Experts from Industrial and IoT cybersecurity company Claroty developed a generic method for bypassing the web application firewalls (WAF) of a variety of leading manufacturers.
Following a study of the wireless device management platform from Cambium Networks, Claroty’s researchers identified the technique. They found a SQL injection flaw that might allow unauthorized access to private data such as session cookies, tokens, SSH keys, and password hashes.
Reports stated that the vulnerability could be exploited against the on-premises version, but the Amazon Web Services (AWS) WAF prohibited all attempts to do so against the cloud version by flagging the SQL injection payload as malicious.
“This is a dangerous bypass, especially as more organizations continue to migrate more business and functionality to the cloud,” Noam Moshe, a vulnerability researcher at Claroty, wrote in a company blog post.
“IoT and OT processes that are monitored and managed from the cloud may also be impacted by this issue, and organizations should ensure they’re running updated versions of security tools in order to block these bypass attempts.”
Later finding revealed that the WAF could be bypassed by abusing the JSON data-sharing format. All of the significant SQL engines support JSON syntax and it is turned on by default.
“Using JSON syntax, it is possible to craft new SQLi payloads. These payloads, since they are not commonly known, could be used to fly under the radar and bypass many security tools.” Claroty reports.
Further, a specific Cambium vulnerability the researchers uncovered proved more challenging to exploit (CVE-2022-1361). Moshe says “at the core of the vulnerability is a simple SQL injection vulnerability; however, the actual exploitation process required us to think outside the box and create a whole new SQL technique”.

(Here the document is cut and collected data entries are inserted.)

//! # SOAP Request Envelope
//!
//! Builds the SOAP 1.1 person-search request. The envelope carries:
//!
//! - a `wsse:Security/UsernameToken` header (username = customer number,
//!   password = assignment id), and
//! - a `SPARPersonsokningFraga` body with `Identifieringsinformation` and a
//!   `PersonsokningFraga/IdNummer` holding the canonical 12-digit number.
//!
//! Element text goes through the `quick-xml` writer, so configuration values
//! are escaped.

use quick_xml::events::{BytesDecl, BytesEnd, BytesStart, BytesText, Event};
use quick_xml::Writer;
use spar_core::Personnummer;

use crate::config::SparConfig;
use crate::error::GatewayError;

/// `SOAPAction` header value for the person-search operation.
pub const SOAP_ACTION: &str = "http://skatteverket.se/spar/personsok/2021.1/PersonsokService/Personsok";

const SOAP_ENV_NS: &str = "http://schemas.xmlsoap.org/soap/envelope/";
const WSSE_NS: &str =
    "http://docs.oasis-open.org/wss/2004/01/oasis-200401-wss-wssecurity-secext-1.0.xsd";
const PASSWORD_TEXT: &str =
    "http://docs.oasis-open.org/wss/2004/01/oasis-200401-wss-username-token-profile-1.0#PasswordText";
const QUERY_NS: &str =
    "http://statenspersonadressregister.se/schema/personsok/2021.1/personsokningfraga";
const IDENTIFICATION_NS: &str =
    "http://statenspersonadressregister.se/schema/komponent/metadata/identifieringsinformationWs-1.1";
const SEARCH_NS: &str =
    "http://statenspersonadressregister.se/schema/komponent/sok/personsokningsokparametrar-1.1";

/// Serialize the person-search envelope for `personnummer`.
pub fn person_search(
    config: &SparConfig,
    personnummer: &Personnummer,
) -> Result<String, GatewayError> {
    let mut writer = Writer::new(Vec::new());

    write(&mut writer, Event::Decl(BytesDecl::new("1.0", Some("UTF-8"), None)))?;
    start(
        &mut writer,
        "soapenv:Envelope",
        &[
            ("xmlns:soapenv", SOAP_ENV_NS),
            ("xmlns:per", QUERY_NS),
            ("xmlns:iden", IDENTIFICATION_NS),
            ("xmlns:sok", SEARCH_NS),
        ],
    )?;

    // -- Header ---------------------------------------------------------------
    start(&mut writer, "soapenv:Header", &[])?;
    start(&mut writer, "wsse:Security", &[("xmlns:wsse", WSSE_NS)])?;
    start(&mut writer, "wsse:UsernameToken", &[])?;
    leaf(&mut writer, "wsse:Username", &[], &config.customer_number)?;
    leaf(
        &mut writer,
        "wsse:Password",
        &[("Type", PASSWORD_TEXT)],
        config.assignment_id.as_str(),
    )?;
    end(&mut writer, "wsse:UsernameToken")?;
    end(&mut writer, "wsse:Security")?;
    end(&mut writer, "soapenv:Header")?;

    // -- Body -----------------------------------------------------------------
    start(&mut writer, "soapenv:Body", &[])?;
    start(&mut writer, "per:SPARPersonsokningFraga", &[])?;

    start(&mut writer, "iden:Identifieringsinformation", &[])?;
    leaf(&mut writer, "iden:KundNrLeveransMottagare", &[], &config.customer_number)?;
    leaf(&mut writer, "iden:KundNrSlutkund", &[], &config.customer_number)?;
    leaf(&mut writer, "iden:UppdragId", &[], config.assignment_id.as_str())?;
    leaf(&mut writer, "iden:SlutAnvandarId", &[], &config.end_user_id)?;
    end(&mut writer, "iden:Identifieringsinformation")?;

    start(&mut writer, "sok:PersonsokningFraga", &[])?;
    leaf(&mut writer, "sok:IdNummer", &[], personnummer.as_str())?;
    end(&mut writer, "sok:PersonsokningFraga")?;

    end(&mut writer, "per:SPARPersonsokningFraga")?;
    end(&mut writer, "soapenv:Body")?;
    end(&mut writer, "soapenv:Envelope")?;

    String::from_utf8(writer.into_inner()).map_err(envelope_error)
}

fn envelope_error(err: impl std::fmt::Display) -> GatewayError {
    GatewayError::Envelope {
        reason: err.to_string(),
    }
}

fn write(writer: &mut Writer<Vec<u8>>, event: Event<'_>) -> Result<(), GatewayError> {
    writer.write_event(event).map_err(envelope_error)
}

fn start(
    writer: &mut Writer<Vec<u8>>,
    name: &str,
    attributes: &[(&str, &str)],
) -> Result<(), GatewayError> {
    let mut element = BytesStart::new(name);
    for attribute in attributes {
        element.push_attribute(*attribute);
    }
    write(writer, Event::Start(element))
}

fn end(writer: &mut Writer<Vec<u8>>, name: &str) -> Result<(), GatewayError> {
    write(writer, Event::End(BytesEnd::new(name)))
}

fn leaf(
    writer: &mut Writer<Vec<u8>>,
    name: &str,
    attributes: &[(&str, &str)],
    text: &str,
) -> Result<(), GatewayError> {
    start(writer, name, attributes)?;
    write(writer, Event::Text(BytesText::new(text)))?;
    end(writer, name)
}

#[cfg(test)]
mod tests {
    use super::*;
    use spar_core::RegistryNode;

    fn config() -> SparConfig {
        SparConfig::local_mock("http://127.0.0.1:9000/spar").expect("mock config")
    }

    fn pnr() -> Personnummer {
        Personnummer::parse("900116-6959").expect("valid personnummer")
    }

    #[test]
    fn envelope_carries_credentials_and_identity_number() {
        let xml = person_search(&config(), &pnr()).expect("envelope");
        let tree = RegistryNode::from_xml(&xml).expect("well-formed");

        let token = tree
            .at(&["Envelope", "Header", "Security", "UsernameToken"])
            .expect("username token");
        assert_eq!(token.text_at(&["Username"]), Some("500243"));
        assert_eq!(token.text_at(&["Password"]), Some("637"));

        let query = tree
            .at(&["Envelope", "Body", "SPARPersonsokningFraga"])
            .expect("query");
        let ident = query.child("Identifieringsinformation").expect("identification");
        assert_eq!(ident.text_at(&["KundNrLeveransMottagare"]), Some("500243"));
        assert_eq!(ident.text_at(&["KundNrSlutkund"]), Some("500243"));
        assert_eq!(ident.text_at(&["UppdragId"]), Some("637"));
        assert_eq!(ident.text_at(&["SlutAnvandarId"]), Some("spar-lookup"));
        assert_eq!(
            query.text_at(&["PersonsokningFraga", "IdNummer"]),
            Some("199001166959")
        );
    }

    #[test]
    fn envelope_declares_namespaces() {
        let xml = person_search(&config(), &pnr()).expect("envelope");
        assert!(xml.starts_with("<?xml version=\"1.0\" encoding=\"UTF-8\"?>"));
        assert!(xml.contains(SOAP_ENV_NS));
        assert!(xml.contains(WSSE_NS));
    }

    #[test]
    fn configuration_values_are_escaped() {
        let mut cfg = config();
        cfg.end_user_id = "ops<&>team".to_string();
        let xml = person_search(&cfg, &pnr()).expect("envelope");
        assert!(!xml.contains("ops<&>team"));

        let tree = RegistryNode::from_xml(&xml).expect("still well-formed");
        assert_eq!(
            tree.find("SlutAnvandarId").and_then(RegistryNode::text),
            Some("ops<&>team")
        );
    }
}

Hence, they were able to exfiltrate users’ sessions, SSH keys, password hashes, tokens, and verification codes using this vulnerability.
The vulnerability’s main problem was that the developers in this instance did not utilize a prepared statement to attach user-supplied data to a query.
“Instead of using a safe method of appending user parameters into an SQL query and sanitizing the input, they simply appended it to the query directly”, he added
The WAF did not recognize the new SQL injection payload that Claroty researchers created, but it was still valid for the database engine to parse.
They did this by using JSON syntax. They did this by utilizing the JSON operator “@<” which put the WAF into a loop and let the payload reach the intended database.
Reports say the researchers successfully reproduced the bypass against Imperva, Palo Alto Networks, Cloudflare, and F5 products.
Claroty added support for the technique to the SQLMap open-source exploitation tool.
“We discovered that the leading vendors’ WAFs did not support JSON syntax in their SQL injection inspection process, allowing us to prepend JSON syntax to a SQL statement that blinded a WAF to the malicious code,” the security firm explained.
Hence Claroty says, by adopting this innovative method, attackers might gain access to a backend database and utilize additional flaws and exploits to leak data directly to the server or via the cloud.